Court of Appeals of Texas, Fourth District
Jul 28, 1999
2 S.W.3d 472 (Tex. App. 1999)

Opinion

No. 04-99-00116-CV

Filed July 28, 1999 Rehearing Overruled August 26, 1999

Appeal from the 111th Judicial District Court, Webb County, Texas Trial Court No. C-96-01112-02, Honorable Ron Carr, Judge Presiding.

Sitting: Alma L. LÓPEZ, Justice, Paul W. GREEN, Justice, Karen ANGELINI, Justice.


REVERSED AND RENDERED


This is an interlocutory appeal from a trial court's order denying a motion for summary judgment filed by Armando X. Lopez ("Lopez") and Dennis D. Cantu ("Cantu"), asserting claims of immunity. In three points of error, Lopez and Cantu contend that the trial court erred in denying their motion because: (1) they are entitled to legislative immunity from the claims; (2) they are entitled to official immunity from the claims; and (3) the plaintiff, Vidal M. Trevino ("Trevino"), failed to assert a cognizable claim for fraud against them. In this interlocutory appeal, we only have jurisdiction to address the first two points raised by Lopez and Cantu; therefore, we do not consider the third point raised in the brief. See Tex. Civ. Prac. Rem. Code § 51.014 (Vernon 1998); Aldridge v. De Los Santos, 878 S.W.2d 288, 294 (Tex.App. — Corpus Christi 1994, writ dism'd w.o.j.) (noting court only had jurisdiction to consider immunity issue in interlocutory appeal not whether appellees failed to state a cause of action); see also Boozier v. Hambrick, 846 S.W.2d 593, 596 (Tex.App.-Houston [1st Dist.] 1993, no writ).

Standard of Review

When a defendant moves for summary judgment on an affirmative defense, like immunity, the defendant must conclusively prove each element of the defense as a matter of law. City of Lancaster v. Chambers, 883 S.W.2d 650, 653 (Tex. 1994). Roark v. Stallworth Oil Gas, Inc., 813 S.W.2d 492, 494-95 (Tex. 1991). If the defendant meets this burden, the plaintiff must then produce evidence raising a genuine issue of material fact in avoidance of the affirmative defense. Gonzalez v. City of Harlingen, 814 S.W.2d 109, 112 (Tex.App.-Corpus Christi 1991, writ denied). In reviewing a summary judgment, an appellate court accepts as true all evidence supporting the non-movant. Nixon v. Mr. Property Management Co., 690 S.W.2d 546, 549 (Tex. 1985). All inferences are indulged in favor of the non-movant, and all doubts are resolved in his favor. Id.

Legislative Immunity

In their first point of error, Lopez and Cantu assert that the trial court erred in denying their motion for summary judgment because the actions about which Trevino complains were taken in their legislative capacity, entitling them to legislative immunity. We disagree.

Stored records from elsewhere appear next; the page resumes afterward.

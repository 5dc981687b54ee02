//! Level descriptor
//!
//! Produced by an external loader (density map image to numbers) and handed
//! to the field read-only. Density is indexed by level column `x` (centered
//! on world sector 0) and row `z` (world sector z, starting at 0).

use glam::Vec3;
use serde::{Deserialize, Serialize};

use crate::consts::BASE_DENSITY;
use crate::error::FieldError;

/// Pickup categories, in level-file order
#[derive(Debug, Clone, Copy, PartialEq, Eq, Hash, Serialize, Deserialize)]
pub enum ItemKind {
    Fuel,
    Health,
    ExtraLife,
    Speed,
    Bomb,
}

impl ItemKind {
    pub const ALL: [ItemKind; 5] = [
        ItemKind::Fuel,
        ItemKind::Health,
        ItemKind::ExtraLife,
        ItemKind::Speed,
        ItemKind::Bomb,
    ];

    #[inline]
    pub fn index(self) -> usize {
        self as usize
    }

    pub fn as_str(&self) -> &'static str {
        match self {
            ItemKind::Fuel => "Fuel",
            ItemKind::Health => "Health",
            ItemKind::ExtraLife => "ExtraLife",
            ItemKind::Speed => "Speed",
            ItemKind::Bomb => "Bomb",
        }
    }
}

#[derive(Debug, Clone, PartialEq, Serialize, Deserialize)]
pub struct LevelDescriptor {
    pub name: String,
    width: usize,
    length: usize,
    /// Column-major: `density[x * length + z]`, each value in [0, 1]
    density: Vec<f32>,
    /// One list per `ItemKind`
    items: [Vec<Vec3>; 5],
}

impl Default for LevelDescriptor {
    /// Level with no density data, every sector uses the base density
    fn default() -> Self {
        Self {
            name: "empty".to_string(),
            width: 0,
            length: 0,
            density: Vec::new(),
            items: Default::default(),
        }
    }
}

impl LevelDescriptor {
    /// Build a level from a `width` x `length` column-major density grid
    pub fn new(name: impl Into<String>, width: usize, length: usize, density: Vec<f32>) -> Result<Self, FieldError> {
        let level = Self {
            name: name.into(),
            width,
            length,
            density,
            items: Default::default(),
        };
        level.validate()?;
        Ok(level)
    }

    /// Parse a level from JSON
    pub fn from_json(json: &str) -> Result<Self, FieldError> {
        let level: Self = serde_json::from_str(json)?;
        level.validate()?;
        Ok(level)
    }

    pub fn validate(&self) -> Result<(), FieldError> {
        if self.density.len() != self.width * self.length {
            return Err(FieldError::InvalidLevel(format!(
                "density has {} values, expected {}x{}",
                self.density.len(),
                self.width,
                self.length
            )));
        }
        if let Some(bad) = self.density.iter().find(|d| !(0.0..=1.0).contains(*d)) {
            return Err(FieldError::InvalidLevel(format!(
                "density value {} outside [0, 1]",
                bad
            )));
        }
        if self.items.iter().flatten().any(|p| !p.is_finite()) {
            return Err(FieldError::InvalidLevel("non-finite item position".to_string()));
        }
        Ok(())
    }

    pub fn width(&self) -> usize {
        self.width
    }

    pub fn length(&self) -> usize {
        self.length
    }

    /// Add an item position
    pub fn with_item(mut self, kind: ItemKind, position: Vec3) -> Self {
        self.items[kind.index()].push(position);
        self
    }

    pub fn items(&self, kind: ItemKind) -> &[Vec3] {
        &self.items[kind.index()]
    }

    /// Raw level density for a world sector, `None` outside the level
    pub fn level_density(&self, sector_x: i32, sector_z: i32) -> Option<f32> {
        let x = sector_x + (self.width / 2) as i32;
        let z = sector_z;
        if x < 0 || z < 0 || x as usize >= self.width || z as usize >= self.length {
            return None;
        }
        self.density.get(x as usize * self.length + z as usize).copied()
    }

    /// Spawn density for a world sector: base density plus the level value
    pub fn sector_density(&self, sector_x: i32, sector_z: i32) -> f32 {
        BASE_DENSITY + self.level_density(sector_x, sector_z).unwrap_or(0.0)
    }

    /// Goal position at the far end of the level
    pub fn target_position(&self, sector_edge: f32) -> Vec3 {
        Vec3::new(0.0, 0.0, (self.length as f32 + 1.0) * sector_edge)
    }
}

#[cfg(test)]
mod tests {
    use super::*;

    fn level() -> LevelDescriptor {
        // 4 columns, 3 rows; value encodes (x, z)
        let mut density = Vec::new();
        for x in 0..4 {
            for z in 0..3 {
                density.push((x * 10 + z) as f32 / 100.0);
            }
        }
        LevelDescriptor::new("test", 4, 3, density).unwrap()
    }

    #[test]
    fn test_density_lookup() {
        let level = level();
        // Column 0 is world sector x = -2
        assert_eq!(level.level_density(-2, 0), Some(0.0));
        assert_eq!(level.level_density(1, 2), Some(0.32));
        assert_eq!(level.level_density(0, 1), Some(0.21));
    }

    #[test]
    fn test_outside_level_uses_base_density() {
        let level = level();
        assert_eq!(level.level_density(-3, 0), None);
        assert_eq!(level.level_density(2, 0), None);
        assert_eq!(level.level_density(0, -1), None);
        assert_eq!(level.level_density(0, 3), None);
        assert_eq!(level.sector_density(50, 50), BASE_DENSITY);
        assert_eq!(LevelDescriptor::default().sector_density(0, 0), BASE_DENSITY);
    }

    #[test]
    fn test_invalid_levels() {
        assert!(matches!(
            LevelDescriptor::new("bad", 2, 2, vec![0.0; 3]),
            Err(FieldError::InvalidLevel(_))
        ));
        assert!(LevelDescriptor::new("bad", 1, 1, vec![1.5]).is_err());
        assert!(LevelDescriptor::new("bad", 1, 1, vec![f32::NAN]).is_err());
    }

    #[test]
    fn test_items_and_target() {
        let level = level().with_item(ItemKind::Bomb, Vec3::new(1.0, 2.0, 3.0));
        assert_eq!(level.items(ItemKind::Bomb).len(), 1);
        assert!(level.items(ItemKind::Fuel).is_empty());
        assert_eq!(level.target_position(200.0), Vec3::new(0.0, 0.0, 800.0));
    }

    #[test]
    fn test_json_roundtrip() {
        let level = level().with_item(ItemKind::Speed, Vec3::new(0.0, 0.0, 400.0));
        let json = serde_json::to_string(&level).unwrap();
        assert_eq!(LevelDescriptor::from_json(&json).unwrap(), level);
    }
}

In order to be entitled to legislative immunity, Lopez and Cantu were required to show that the actions they took were functionally legislative. In this case, Trevino is complaining that Lopez and Cantu signed a letter promising him a retirement plan but subsequently voted against paying Trevino the retirement annuity. The mere fact that the complained-of action occurred by way of vote does not automatically mean the action is legislative. Bartlett v. Cinemark USA, Inc., 908 S.W.2d 229, 235 (Tex.App.-Dallas 1995, no writ). Two tests have been employed by courts to aid in determining whether an action is legislative. Id. First, the courts consider whether the underlying facts on which the decision is based are "legislative facts," such as generalizations concerning a policy or state of affairs, or whether the underlying facts are more specific, such as those that relate to particular individuals or situations. Id. If the underlying facts are generalizations, the action is legislative; if the underlying facts are specific, the decision is administrative. Id. The second test focuses on the particularity of the impact of the action. Id. If the action involves the establishment of a general policy, it is legislative; if the action singles out specific individuals, it is administrative. Id.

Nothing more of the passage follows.